How I bring presence to life

 

I like to use tracks with interesting or powerful vocals for this work. Human voice is what we connect with most deeply. And when it’s right, you hear the full varied expression of voice, from sustained notes to the merest whisper.

 

Here, speaker placement is key. Usually, that means moving them further out into the listening room. Think of it this way: have you ever seen a vocal performance where the singer was pressed up against the back wall of the venue? It’s the same for speakers. 

Note: If moving them further into the room negatively affects — ahem — domestic harmony, there are several tested and successful techniques (inexpensive & simple to incorporate) to address this issue to the satisfaction of all parties...

 

I am AMAZED at the amount of musical information that is on my favorite music that I just didn't know was there. I have smiled many times in my music room. 

— Client in Houston, TX

Key #3: Tone

What does tone bring to the listening experience?
 
  • Heart-stirring sonic density. It’s hard to truly connect with the message of the music without it. Often it’s most noticeable in the sound of plucked strings and especially in the sound of violins, cellos, guitars, dobros, etc. It manifests as an unusually dense harmonic presentation, with a fuller and more prolonged decay time. It will pluck your heart strings with the right music.

  • Tone & Harmonics.  You may have noticed that some sounds are pleasant while others are not-so-pleasant. When an instrument is played, it actually vibrates with many frequencies at the same time. Each of those frequencies produces a sound wave. Tone quality depends on the combination of different frequencies of sound waves — their fundamental frequencies, as well as their harmonics, & overtones.
     

This effect is perhaps more subjective than Presence.  But it is nonetheless vital to get right — for your taste.  We will work to get it (as did the musicians on your recordings), and we will use some reference music recordings to get us there. Some people refer to Tone as the general atmosphere of the recording venue, or even the mood of the musical performance.
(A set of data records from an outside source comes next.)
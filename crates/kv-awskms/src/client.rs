//! The remote key-management seam: [`KmsClient`] and its SDK-backed implementation.

use std::collections::HashMap;

use async_trait::async_trait;
use aws_config::{BehaviorVersion, Region};
use aws_sdk_kms::primitives::Blob;
use thiserror::Error;
use tracing::debug;

#[cfg(test)]
use mockall::automock;

/// Errors produced by the KMS layer.
#[derive(Debug, Error)]
pub enum KmsError {
    /// The configured KMS key id is empty.
    #[error("invalid KMS key id specified: '{0}'")]
    InvalidKeyId(String),

    /// The remote Encrypt call failed.
    #[error("KMS Encrypt call failed")]
    Encrypt(#[source] Box<dyn std::error::Error + Send + Sync>),

    /// The remote Decrypt call failed.
    #[error("KMS Decrypt call failed")]
    Decrypt(#[source] Box<dyn std::error::Error + Send + Sync>),

    /// KMS reported success but the response carried no payload.
    #[error("KMS response contained no {0}")]
    MissingPayload(&'static str),
}

/// Remote key-management capability: encrypt and decrypt without ever
/// holding key material locally.
///
/// `encryption_context` is authenticated, non-secret metadata bound to the
/// ciphertext; the exact same mapping must be presented on decrypt or the
/// service rejects the call. Implementations must be safe for concurrent use.
#[cfg_attr(test, automock)]
#[async_trait]
pub trait KmsClient: Send + Sync {
    /// Encrypt `plaintext` under the managed key named by `key_id`.
    async fn encrypt(
        &self,
        key_id: &str,
        plaintext: &[u8],
        encryption_context: &HashMap<String, String>,
    ) -> Result<Vec<u8>, KmsError>;

    /// Decrypt a ciphertext produced by [`KmsClient::encrypt`]. The managed
    /// key is identified from the ciphertext itself.
    async fn decrypt(
        &self,
        ciphertext: &[u8],
        encryption_context: &HashMap<String, String>,
    ) -> Result<Vec<u8>, KmsError>;
}

/// [`KmsClient`] backed by the AWS SDK.
#[derive(Clone)]
pub struct AwsKms {
    client: aws_sdk_kms::Client,
}

impl AwsKms {
    /// Wrap an already-configured SDK client.
    pub fn new(client: aws_sdk_kms::Client) -> Self {
        Self { client }
    }

    /// Build a client from the ambient AWS environment (standard credential
    /// chain, shared config). `region` overrides the environment's region
    /// resolution when set.
    pub async fn from_env(region: Option<String>) -> Self {
        let mut loader = aws_config::defaults(BehaviorVersion::latest());
        if let Some(region) = region {
            loader = loader.region(Region::new(region));
        }
        let config = loader.load().await;

        Self {
            client: aws_sdk_kms::Client::new(&config),
        }
    }
}

#[async_trait]
impl KmsClient for AwsKms {
    async fn encrypt(
        &self,
        key_id: &str,
        plaintext: &[u8],
        encryption_context: &HashMap<String, String>,
    ) -> Result<Vec<u8>, KmsError> {
        debug!(key_id, "encrypting value with KMS");
        let resp = self
            .client
            .encrypt()
            .key_id(key_id)
            .plaintext(Blob::new(plaintext))
            .set_encryption_context(context_arg(encryption_context))
            .set_grant_tokens(Some(Vec::new()))
            .send()
            .await
            .map_err(|e| KmsError::Encrypt(Box::new(e)))?;

        let ciphertext = resp
            .ciphertext_blob()
            .ok_or(KmsError::MissingPayload("ciphertext"))?;
        Ok(ciphertext.as_ref().to_vec())
    }

    async fn decrypt(
        &self,
        ciphertext: &[u8],
        encryption_context: &HashMap<String, String>,
    ) -> Result<Vec<u8>, KmsError> {
        debug!("decrypting value with KMS");
        let resp = self
            .client
            .decrypt()
            .ciphertext_blob(Blob::new(ciphertext))
            .set_encryption_context(context_arg(encryption_context))
            .set_grant_tokens(Some(Vec::new()))
            .send()
            .await
            .map_err(|e| KmsError::Decrypt(Box::new(e)))?;

        let plaintext = resp
            .plaintext()
            .ok_or(KmsError::MissingPayload("plaintext"))?;
        Ok(plaintext.as_ref().to_vec())
    }
}

/// An empty context is sent as an absent field.
fn context_arg(context: &HashMap<String, String>) -> Option<HashMap<String, String>> {
    (!context.is_empty()).then(|| context.clone())
}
In our case, Tone is all about the timbre of instruments and voices.  
 

I have long thought that — in some installations — Tone can just about carry the entire aspect of musical engagement.  When Dynamics and Presence have been addressed, adding great Tone to the mix is a fantastic recipe for breaking through those sound barriers that we all have erected from time to time.
 

 

How I bring Tone to life

Once I have Dynamics and Presence in good shape, tone becomes a function of making slight physical adjustments to three characteristics:

 

  1. Speaker angle. With a few exceptions, they should neither be aimed straight ahead nor pointed at the listener. It’s usually somewhere about halfway between. 

  2. Speaker separation. Yes, there are formulas out there people use. So that I don’t appear to be overly negative on this topic, let me say that I prefer to listen and adjust them until they are musically involving, rather than numerically correct but musically boring.
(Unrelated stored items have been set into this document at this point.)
//! Errors shared by store backends and decorators.

use thiserror::Error;

/// Errors produced by key-value store operations.
#[derive(Debug, Error)]
pub enum KvError {
    /// The requested key does not exist in the store.
    #[error("key '{0}' not found")]
    NotFound(String),

    /// An I/O failure in a store backend.
    #[error(transparent)]
    Io(#[from] std::io::Error),

    /// A failure from a lower layer, annotated with the stage that failed.
    #[error("{context}")]
    Wrapped {
        context: String,
        #[source]
        source: Box<dyn std::error::Error + Send + Sync>,
    },
}

impl KvError {
    /// Wrap `source` with a message identifying the stage that failed.
    pub fn wrap(
        context: impl Into<String>,
        source: impl std::error::Error + Send + Sync + 'static,
    ) -> Self {
        KvError::Wrapped {
            context: context.into(),
            source: Box::new(source),
        }
    }
}
//! Filesystem store backend: one file per key under a root directory.

use std::path::PathBuf;

use async_trait::async_trait;
use tokio::fs;

use crate::error::KvError;
use crate::store::Store;

/// A [`Store`] persisting each value as a file named after its key.
///
/// The key is used verbatim as a file name under the root directory; key
/// namespace rules (allowed characters, nesting) are the caller's concern.
pub struct FileStore {
    root: PathBuf,
}

impl FileStore {
    /// Create a store rooted at `root`. The directory is created on the
    /// first `set`, not here.
    pub fn new(root: impl Into<PathBuf>) -> Self {
        Self { root: root.into() }
    }

    fn path_for(&self, key: &str) -> PathBuf {
        self.root.join(key)
    }
}

#[async_trait]
impl Store for FileStore {
    async fn get(&self, key: &str) -> Result<Vec<u8>, KvError> {
        match fs::read(self.path_for(key)).await {
            Ok(bytes) => Ok(bytes),
            Err(e) if e.kind() == std::io::ErrorKind::NotFound => {
                Err(KvError::NotFound(key.to_owned()))
            }
            Err(e) => Err(e.into()),
        }
    }

    async fn set(&self, key: &str, value: &[u8]) -> Result<(), KvError> {
        fs::create_dir_all(&self.root).await?;
        fs::write(self.path_for(key), value).await?;
        Ok(())
    }
}

#[cfg(test)]
mod tests {
    use super::*;

    #[tokio::test]
    async fn set_then_get_round_trips() {
        let dir = tempfile::tempdir().unwrap();
        let store = FileStore::new(dir.path());
        store.set("secret", b"payload").await.unwrap();
        assert_eq!(store.get("secret").await.unwrap(), b"payload");
    }

    #[tokio::test]
    async fn get_missing_key_is_not_found() {
        let dir = tempfile::tempdir().unwrap();
        let store = FileStore::new(dir.path());
        let err = store.get("absent").await.unwrap_err();
        assert!(matches!(err, KvError::NotFound(ref k) if k == "absent"));
    }

    #[tokio::test]
    async fn values_persist_across_instances() {
        let dir = tempfile::tempdir().unwrap();
        FileStore::new(dir.path())
            .set("durable", b"bytes")
            .await
            .unwrap();
        let reopened = FileStore::new(dir.path());
        assert_eq!(reopened.get("durable").await.unwrap(), b"bytes");
    }

    #[tokio::test]
    async fn set_creates_missing_root_directory() {
        let dir = tempfile::tempdir().unwrap();
        let nested = dir.path().join("not").join("yet");
        let store = FileStore::new(&nested);
        store.set("key", b"v").await.unwrap();
        assert_eq!(store.get("key").await.unwrap(), b"v");
    }
}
  3. Listener height vs. speaker height. Turns out that both chairs and humans come in different dimensions, and that impacts tone. Easily addressed, often for no expense at all!

     

 

When It's All Said, Sung and Done

My clients know that when I voice a system, I work until I’m done. Could be several hours; often it can be a full day – sometimes longer.  The good news is that there’s only one goal to reach so that I unequivocally know when the project is complete…

 

Does the music speak to me? Does it move me?

 

Yes? 

 

It’s only when I find myself falling into music that I have heard thousands of times that I know that I’m done.